Preventing re‐replication in eukaryotes

We are interested in understanding the regulatory mechanisms that prevent re‐replication within a single eukaryotic cell cycle and the consequences of disrupting these mechanisms on genomic stability. We have previously shown in Saccharomyces cerevisiae that cyclin dependent kinases (CDKs) prevent re‐replication by phosphorylating and down regulating three components of the pre‐replicative complex (pre‐RC), Mcm2‐7, Cdc6 and ORC; simultaneous disruption of these mechanisms is needed to detect significant, but incomplete, re‐replication in G2/M phase. To better understand how this deregulation leads to re‐replication and why it is incomplete, we have performed a genome‐wide analysis of this re‐replication using microarray comparative genomic hybridization (CGH).

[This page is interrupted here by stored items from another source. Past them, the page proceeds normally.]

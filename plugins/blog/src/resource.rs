//! The blog post resource: what the admin panel shows for a post.
//!
//! `PostResource::fields` returns the ordered field list (with panels) the
//! host renders into forms, detail pages and the index table. Which entries
//! appear is decided by `BlogConfig`; nothing here renders HTML.
//!
//! Editing goes through `save_post_content` / `save_related_posts`, which keep
//! the stored representation normalized.

use indexmap::IndexMap;
use postwright_kernel::content::{
    BlockInstance, BlockTypeRegistry, ContentComposer, build_related_post_options,
    normalize_related_post_ids,
};
use postwright_kernel::error::{ComposerResult, ValidationError};
use postwright_kernel::BlogConfig;
use postwright_sdk::types::{Post, PostId};
use serde::Serialize;
use tracing::debug;

use crate::slug::is_valid_slug;

/// Where a field is shown.
#[derive(Debug, Clone, Copy, PartialEq, Eq, Serialize)]
pub struct Visibility {
    pub index: bool,
    pub detail: bool,
    pub forms: bool,
}

impl Visibility {
    pub const ALL: Self = Self {
        index: true,
        detail: true,
        forms: true,
    };

    pub fn hide_from_index(self) -> Self {
        Self {
            index: false,
            ..self
        }
    }

    pub fn hide_from_detail(self) -> Self {
        Self {
            detail: false,
            ..self
        }
    }

    pub fn only_on_forms() -> Self {
        Self {
            index: false,
            detail: false,
            forms: true,
        }
    }

    pub fn except_on_forms() -> Self {
        Self {
            index: true,
            detail: true,
            forms: false,
        }
    }
}

/// Validation rules the host applies on submit.
#[derive(Debug, Clone, Copy, PartialEq, Eq, Serialize)]
#[serde(rename_all = "snake_case")]
pub enum Rule {
    Required,
    AlphaDashOrSlash,
}

impl Rule {
    /// Check a submitted string value against the rule.
    pub fn check(&self, value: &str) -> bool {
        match self {
            Rule::Required => !value.trim().is_empty(),
            Rule::AlphaDashOrSlash => value.is_empty() || is_valid_slug(value),
        }
    }
}

/// A layout offered by the flexible content field.
#[derive(Debug, Clone, PartialEq, Eq, Serialize)]
pub struct LayoutOption {
    pub key: String,
    pub label: String,
}

/// Input widget the host instantiates for a field.
#[derive(Debug, Clone, PartialEq, Serialize)]
#[serde(tag = "widget", rename_all = "snake_case")]
pub enum Widget {
    Id,
    Title,
    Text,
    RichText,
    Textarea,
    Boolean,
    Slug,
    SlugPreview,
    DateTime,
    Image,
    BelongsTo {
        resource: String,
        nullable: bool,
    },
    Flexible {
        layouts: Vec<LayoutOption>,
    },
    MultiSelect {
        options: IndexMap<PostId, String>,
        selected: Vec<PostId>,
    },
    Locale,
    DraftButton,
    PublishedState,
    Heading,
}

/// One field of the resource.
#[derive(Debug, Clone, PartialEq, Serialize)]
pub struct ResourceField {
    pub key: String,
    pub label: String,
    #[serde(flatten)]
    pub widget: Widget,
    pub rules: Vec<Rule>,
    pub visibility: Visibility,
    pub sortable: bool,
    /// Shown even when empty on the detail view.
    pub always_show: bool,
}

impl ResourceField {
    pub fn new(key: &str, label: &str, widget: Widget) -> Self {
        Self {
            key: key.into(),
            label: label.into(),
            widget,
            rules: Vec::new(),
            visibility: Visibility::ALL,
            sortable: false,
            always_show: false,
        }
    }

    /// A heading row; headings carry no value.
    pub fn heading(label: &str) -> Self {
        Self::new("", label, Widget::Heading)
    }

    pub fn rule(mut self, rule: Rule) -> Self {
        self.rules.push(rule);
        self
    }

    pub fn visibility(mut self, visibility: Visibility) -> Self {
        self.visibility = visibility;
        self
    }

    pub fn hide_from_index(mut self) -> Self {
        self.visibility = self.visibility.hide_from_index();
        self
    }

    pub fn sortable(mut self) -> Self {
        self.sortable = true;
        self
    }

    pub fn always_show(mut self) -> Self {
        self.always_show = true;
        self
    }
}

/// A titled group of fields.
#[derive(Debug, Clone, PartialEq, Serialize)]
pub struct Panel {
    pub title: String,
    pub fields: Vec<ResourceField>,
}

impl Panel {
    pub fn new(title: &str, fields: Vec<ResourceField>) -> Self {
        Self {
            title: title.into(),
            fields,
        }
    }
}

/// An entry of the resource's field list.
#[derive(Debug, Clone, PartialEq, Serialize)]
#[serde(tag = "type", rename_all = "snake_case")]
pub enum ResourceEntry {
    Field(ResourceField),
    Panel(Panel),
}

impl ResourceEntry {
    /// Key of a field entry; None for panels.
    pub fn field_key(&self) -> Option<&str> {
        match self {
            ResourceEntry::Field(field) => Some(field.key.as_str()),
            ResourceEntry::Panel(_) => None,
        }
    }
}

/// Extra fields and panels contributed by the post's page template.
#[derive(Debug, Clone, Default, PartialEq, Serialize)]
pub struct TemplateFields {
    pub fields: Vec<ResourceField>,
    pub panels: Vec<Panel>,
}

/// The blog post resource bound to its configuration and content layouts.
#[derive(Debug, Clone, Copy)]
pub struct PostResource<'a> {
    config: &'a BlogConfig,
    layouts: &'a BlockTypeRegistry,
}

impl<'a> PostResource<'a> {
    pub fn new(config: &'a BlogConfig, layouts: &'a BlockTypeRegistry) -> Self {
        Self { config, layouts }
    }

    /// Composer over the post content layouts.
    pub fn composer(&self) -> ContentComposer<'a> {
        ContentComposer::new(self.layouts)
    }

    /// Ordered field list for `post` (None when creating a new post).
    ///
    /// `all_posts` supplies related-post options; it is only read when the
    /// related posts feature is enabled.
    pub fn fields(
        &self,
        post: Option<&Post>,
        all_posts: &[Post],
        template: &TemplateFields,
    ) -> Vec<ResourceEntry> {
        let config = self.config;
        let mut fields = vec![ResourceField::new("id", "ID", Widget::Id).sortable()];

        let title_widget = if config.use_rich_text {
            Widget::RichText
        } else {
            Widget::Title
        };
        fields.push(
            ResourceField::new("title", "Title", title_widget)
                .rule(Rule::Required)
                .always_show(),
        );

        if !config.hide_pinned_post_option {
            fields.push(ResourceField::new("is_pinned", "Is pinned", Widget::Boolean));
        }
        if config.include_in_bloglist_option {
            fields.push(ResourceField::new(
                "include_in_bloglist",
                "Include in bloglist",
                Widget::Boolean,
            ));
        }

        fields.push(
            ResourceField::new("slug", "Slug", Widget::Slug)
                .rule(Rule::Required)
                .rule(Rule::AlphaDashOrSlash)
                .visibility(Visibility::only_on_forms()),
        );
        fields.push(
            ResourceField::new("slug_preview", "Slug", Widget::SlugPreview)
                .visibility(Visibility::except_on_forms()),
        );
        fields.push(
            ResourceField::new("published_at", "Published at", Widget::DateTime)
                .rule(Rule::Required),
        );
        fields.push(ResourceField::new(
            "post_introduction",
            "Post introduction",
            Widget::Textarea,
        ));

        if config.include_featured_image {
            fields.push(ResourceField::new(
                "featured_image",
                "Featured image",
                Widget::Image,
            ));
        }
        if !config.hide_category_selector {
            fields.push(ResourceField::new(
                "category",
                "Category",
                Widget::BelongsTo {
                    resource: "category".to_string(),
                    nullable: true,
                },
            ));
        }

        let layouts = self
            .layouts
            .iter()
            .map(|def| LayoutOption {
                key: def.key.clone(),
                label: def.label.clone(),
            })
            .collect();
        fields.push(
            ResourceField::new("post_content", "Post content", Widget::Flexible { layouts })
                .hide_from_index(),
        );

        if config.include_related_posts {
            fields.push(related_posts_field(post, all_posts));
        }
        if config.localization {
            fields.push(ResourceField::new("locale", "Locale", Widget::Locale));
        }
        if config.drafts {
            fields.push(ResourceField::new("draft", "Draft", Widget::DraftButton));
            fields.push(ResourceField::new(
                "published",
                "State",
                Widget::PublishedState,
            ));
        }

        let mut entries: Vec<ResourceEntry> =
            fields.into_iter().map(ResourceEntry::Field).collect();
        entries.push(ResourceEntry::Panel(Panel::new("SEO", seo_fields())));

        if !template.fields.is_empty() {
            let mut page_data = vec![
                ResourceField::heading("Page data")
                    .visibility(Visibility::ALL.hide_from_detail()),
            ];
            page_data.extend(template.fields.iter().cloned());
            entries.push(ResourceEntry::Panel(Panel::new("Page data", page_data)));
        }
        entries.extend(template.panels.iter().cloned().map(ResourceEntry::Panel));

        debug!(entries = entries.len(), "built post resource fields");
        entries
    }

    /// Decode a post's stored content for editing.
    pub fn load_post_content(&self, post: &Post) -> ComposerResult<Vec<BlockInstance>> {
        self.composer().decode(&post.post_content)
    }

    /// Store edited content on the post, normalized and re-numbered.
    pub fn save_post_content(
        &self,
        post: &mut Post,
        instances: &[BlockInstance],
    ) -> ComposerResult<()> {
        post.post_content = self.composer().encode(instances)?;
        Ok(())
    }

    /// Publish-readiness problems in a post's stored content.
    pub fn publish_errors(&self, post: &Post) -> ComposerResult<Vec<ValidationError>> {
        let instances = self.load_post_content(post)?;
        Ok(self.composer().validate_for_publish(&instances))
    }
}

/// SEO metadata fields, all hidden from the index.
pub fn seo_fields() -> Vec<ResourceField> {
    vec![
        ResourceField::heading("SEO"),
        ResourceField::new("seo_title", "SEO Title", Widget::Text).hide_from_index(),
        ResourceField::new("seo_description", "SEO Description", Widget::Text).hide_from_index(),
        ResourceField::new("seo_image", "SEO Image", Widget::Image).hide_from_index(),
    ]
}

/// Related posts multiselect with options and the current selection.
fn related_posts_field(post: Option<&Post>, all_posts: &[Post]) -> ResourceField {
    let (options, selected) = match post {
        Some(post) => (
            build_related_post_options(all_posts, post.id),
            normalize_related_post_ids(post.id, post.related_posts.iter().copied()),
        ),
        None => (build_related_post_options(all_posts, None), Vec::new()),
    };

    ResourceField::new(
        "related_posts",
        "Related posts",
        Widget::MultiSelect { options, selected },
    )
}

/// Store a related-post selection, dropping self references and duplicates.
pub fn save_related_posts(post: &mut Post, ids: impl IntoIterator<Item = PostId>) {
    post.related_posts = normalize_related_post_ids(post.id, ids);
}

/// Title shown for a post in relation pickers: "Title (slug)".
pub fn display_title(post: &Post) -> String {
    format!("{} ({})", post.title, post.slug)
}

#[cfg(test)]
#[allow(clippy::unwrap_used, clippy::expect_used)]
mod tests {
    use super::*;

    #[test]
    fn visibility_helpers() {
        assert!(!Visibility::only_on_forms().index);
        assert!(Visibility::only_on_forms().forms);
        assert!(!Visibility::except_on_forms().forms);
        assert!(!Visibility::ALL.hide_from_index().index);
        assert!(Visibility::ALL.hide_from_index().detail);
    }

    #[test]
    fn seo_panel_fields() {
        let fields = seo_fields();
        assert_eq!(fields[0].widget, Widget::Heading);
        let keys: Vec<&str> = fields[1..].iter().map(|f| f.key.as_str()).collect();
        assert_eq!(keys, vec!["seo_title", "seo_description", "seo_image"]);
        assert!(fields[1..].iter().all(|f| !f.visibility.index));
    }

    #[test]
    fn rules_check_values() {
        assert!(Rule::Required.check("x"));
        assert!(!Rule::Required.check("  "));
        assert!(Rule::AlphaDashOrSlash.check("news/launch-day"));
        assert!(!Rule::AlphaDashOrSlash.check("launch day"));
        // Emptiness is Required's concern
        assert!(Rule::AlphaDashOrSlash.check(""));
    }

    #[test]
    fn display_title_includes_slug() {
        let post = Post::new(1, "Launch", "news/launch");
        assert_eq!(display_title(&post), "Launch (news/launch)");
    }

    #[test]
    fn save_related_posts_drops_self() {
        let mut post = Post::new(2, "B", "b");
        save_related_posts(&mut post, [1, 2, 3, 1].map(PostId));
        assert_eq!(post.related_posts, vec![PostId(1), PostId(3)]);
    }

    #[test]
    fn field_serializes_with_widget_tag() {
        let field = ResourceField::new("slug", "Slug", Widget::Slug).rule(Rule::AlphaDashOrSlash);
        let json = serde_json::to_value(ResourceEntry::Field(field)).unwrap();
        assert_eq!(json["type"], "field");
        assert_eq!(json["widget"], "slug");
        assert_eq!(json["rules"][0], "alpha_dash_or_slash");
    }
}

We observe that re‐replication is limited to specific regions of the genome for two reasons: (1) re‐initiation only occurs at a subset of the origins that are available for S phase initiation and (2) elongation is restrained during re‐replication. These data show that there are additional mechanisms blocking re‐replication and that origins differ in their susceptibility to re‐replication. We also show that deregulation of Mcm2‐7, Cdc6, and ORC during S phase leads to greater re‐replication than in G2/M phase, indicating that the capacity to block re‐replication is dynamic. Finally, the microarray CGH assay reveals that deregulation of fewer initiation proteins still leads to re‐replication, albeit at levels undetectable by standard replication assays. This finding indicates that the mechanisms preventing re‐replication are not strictly redundant and suggest that re‐replication may occur more frequently and be a greater source of genomic instability than previously appreciated.